This is an interesting property. It was introduced to prevent reticulation events between non-contemporaneous taxa. That is, to avoid absurd situations such as an organism hybridizing with its ancestor. The most common mathematical articulation of time-consistency is this: it should be possible to put a “time-stamp” on each node of the network such that (a) time always moves strictly forward along tree-edges , and (b) all the nodes involved in a reticulation event have the same time-stamp. The figure here shows a network that is not time-consistent. For many contextualisations of “reticulation event” time-consistency seems to make a lot of sense. But there is a catch. A network might fail to be time-consistent only for the rather artificial reason that we failed to sample a taxon that was, in fact, part of the network (incomplete taxon sampling). Given the reality of incomplete data, demanding time-consistency might be too prohibitive. However, as with all restrictions in this blog, it is perhaps useful as a selection criterion for preferring one network over another.

Figure 1: A network that is not time-consistent. The red and blue node are the two parents of a reticulation node but cannot have coexisted in time.

Degree-restricted

The indegree of a node is the number of parents of it, and the outdegree of a node is the number of children of it. In a bifurcating, rooted phylogenetic tree all nodes have indegree-1 (except the root: indegree-0) and outdegree-2. Polytomies have outdegree-3 or higher. In a rooted phylogenetic network we also have reticulation nodes i.e. nodes with indegree-2 or higher. Articles differ in the degree-restrictions they place on nodes; there is an entire zoo of different permutations possible. Many articles agree that nodes with indegree-1 and outdegree-1 should not be allowed, because they are phylogenetically uninformative (and indeed such nodes are also rarely encountered in the phylogenetic tree literature). But what about polytomies? And what about reticulation nodes: should they be permitted to have indegree-3 or higher, and if so how should such “reticulate polytomies” be interpreted? From a parsimony perspective it is usual to argue that reticulate polytomies should be more “expensive” than indegree-2 reticulations, because a single reticulation polytomy can explain far more discordance than a single indegree-2 reticulation. Interestingly, some optimization problems are not really affected at all by degree-restrictions on phylogenetic networks (e.g. the hybridization number problem) while others are highly sensitive to degree-restrictions (e.g. the small parsimony problem).

Tree-child
Every node has at least one non-reticulate child.
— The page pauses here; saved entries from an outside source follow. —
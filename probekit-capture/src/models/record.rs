use serde::{Deserialize, Serialize};
use time::OffsetDateTime;

use crate::models::resource::Method;

/// Bytes carried by an observed event, kept as text whenever they decode.
#[derive(Debug, Clone, PartialEq, Eq, Serialize, Deserialize)]
#[serde(untagged)]
pub enum Payload {
    Text(String),
    Binary(Vec<u8>),
}

impl From<&[u8]> for Payload {
    fn from(bytes: &[u8]) -> Self {
        match std::str::from_utf8(bytes) {
            Ok(text) => Payload::Text(text.to_string()),
            Err(_) => Payload::Binary(bytes.to_vec()),
        }
    }
}

#[derive(Debug, Clone, PartialEq, Serialize, Deserialize)]
pub struct CoapRecord {
    #[serde(with = "time::serde::rfc3339")]
    pub observed_at: OffsetDateTime,
    pub method: Method,
    pub path: String,
    /// Dotted response code, e.g. `2.05`.
    pub code: String,
    pub message_id: u16,
    /// Lowercase hex.
    pub token: String,
    pub payload: Payload,
}

#[derive(Debug, Clone, PartialEq, Serialize, Deserialize)]
pub struct MqttRecord {
    #[serde(with = "time::serde::rfc3339")]
    pub observed_at: OffsetDateTime,
    pub topic: String,
    pub payload: Payload,
    pub qos: u8,
    pub retain: bool,
}

/// One observed network event.
#[derive(Debug, Clone, PartialEq, Serialize, Deserialize)]
#[serde(tag = "source", rename_all = "kebab-case")]
pub enum Record {
    CoapResponse(CoapRecord),
    MqttMessage(MqttRecord),
}

/// On-disk shape of a capture run: `{"messages": [...]}`.
#[derive(Debug, Clone, Default, PartialEq, Serialize, Deserialize)]
pub struct LogDocument {
    pub messages: Vec<Record>,
}
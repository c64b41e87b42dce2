use anyhow::Context;
use clap::Parser;

use probekit_capture::configs::Settings;
use probekit_capture::services::{topic_groups, ConflictReport, CoordinateLog, GridReport};
use probekit_capture::{run_probe, run_subscriber};

use crate::cli::{Cli, Command};

mod cli;

#[tokio::main]
async fn main() -> anyhow::Result<()> {
    let cli = Cli::parse();

    let mut settings = Settings::new(&cli.config_dir)
        .with_context(|| format!("failed to load settings from {}", cli.config_dir.display()))?;
    cli.command.apply(&mut settings);

    tracing_subscriber::fmt()
        .with_env_filter(tracing_subscriber::EnvFilter::try_from_default_env().unwrap_or_else(|_| {
            let level = settings.logger.level.as_str();

            format!("probekit_capture={level},probekit_analyser={level}").into()
        }))
        .with_writer(std::io::stderr)
        .init();

    let result = execute(cli.command, &settings).await;
    if let Err(e) = &result {
        tracing::error!("{:#}", e);
    }

    result
}

async fn execute(command: Command, settings: &Settings) -> anyhow::Result<()> {
    match command {
        Command::Coap(_) => {
            let written = run_probe(settings).await.context("coap probe failed")?;
            tracing::info!("{} responses recorded in {}", written, settings.sink.path);
        }
        Command::Mqtt(_) => {
            let shutdown = async {
                if tokio::signal::ctrl_c().await.is_err() {
                    std::future::pending::<()>().await;
                }
            };

            let summary = run_subscriber(settings, shutdown).await.context("mqtt capture failed")?;
            tracing::info!(
                "{} messages recorded in {} ({:?})",
                summary.records,
                settings.sink.path,
                summary.reason
            );
        }
        Command::Group { log, text } => {
            let groups = topic_groups(&log, &settings.analyser)?;
            if text {
                print!("{groups}");
            } else {
                println!("{}", serde_json::to_string_pretty(&groups)?);
            }
        }
        Command::Grid { log, format, hits_out, .. } => {
            let report = GridReport::build(&CoordinateLog::new(log, format), &settings.analyser)?;
            if let Some(path) = hits_out {
                report
                    .write_hits(&path)
                    .with_context(|| format!("failed to write hits to {}", path.display()))?;
            }
            print!("{report}");
        }
        Command::Conflicts { left, right, left_format, right_format, left_label, right_label, .. } => {
            let report = ConflictReport::build(
                &CoordinateLog::new(left, left_format).labelled(left_label),
                &CoordinateLog::new(right, right_format).labelled(right_label),
                &settings.analyser,
            )?;
            print!("{report}");
        }
    }

    Ok(())
}
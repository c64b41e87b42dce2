pub mod record;
pub mod resource;

pub use record::{CoapRecord, LogDocument, MqttRecord, Payload, Record};
pub use resource::{Method, ResourceDescriptor};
This restriction makes sure that there are no "invisible nodes", i.e. nodes from which all paths end up in reticulations. As a result, this restriction makes many computational problems more tractable and mathematical reasoning easier. For example, consider the basic Tree Containment problem, i.e. given a phylogenetic network and a phylogenetic tree, decide if the network displays the tree, see [8]. This problem was shown to be tractable for tree-child networks, while it is NP-hard for most other classes of networks (time-consistent, tree-sibling, regular). This seems important because if it is already hard to tell if a given tree is in a given network, then it seems a daunting task to try to build networks of that class from any kind of data.

It should be noted that there is of course no guarantee that "real" evolutionary histories are tree-child. In fact, simulation studies show that only under very low recombination rates one can expect tree-child networks [1][2].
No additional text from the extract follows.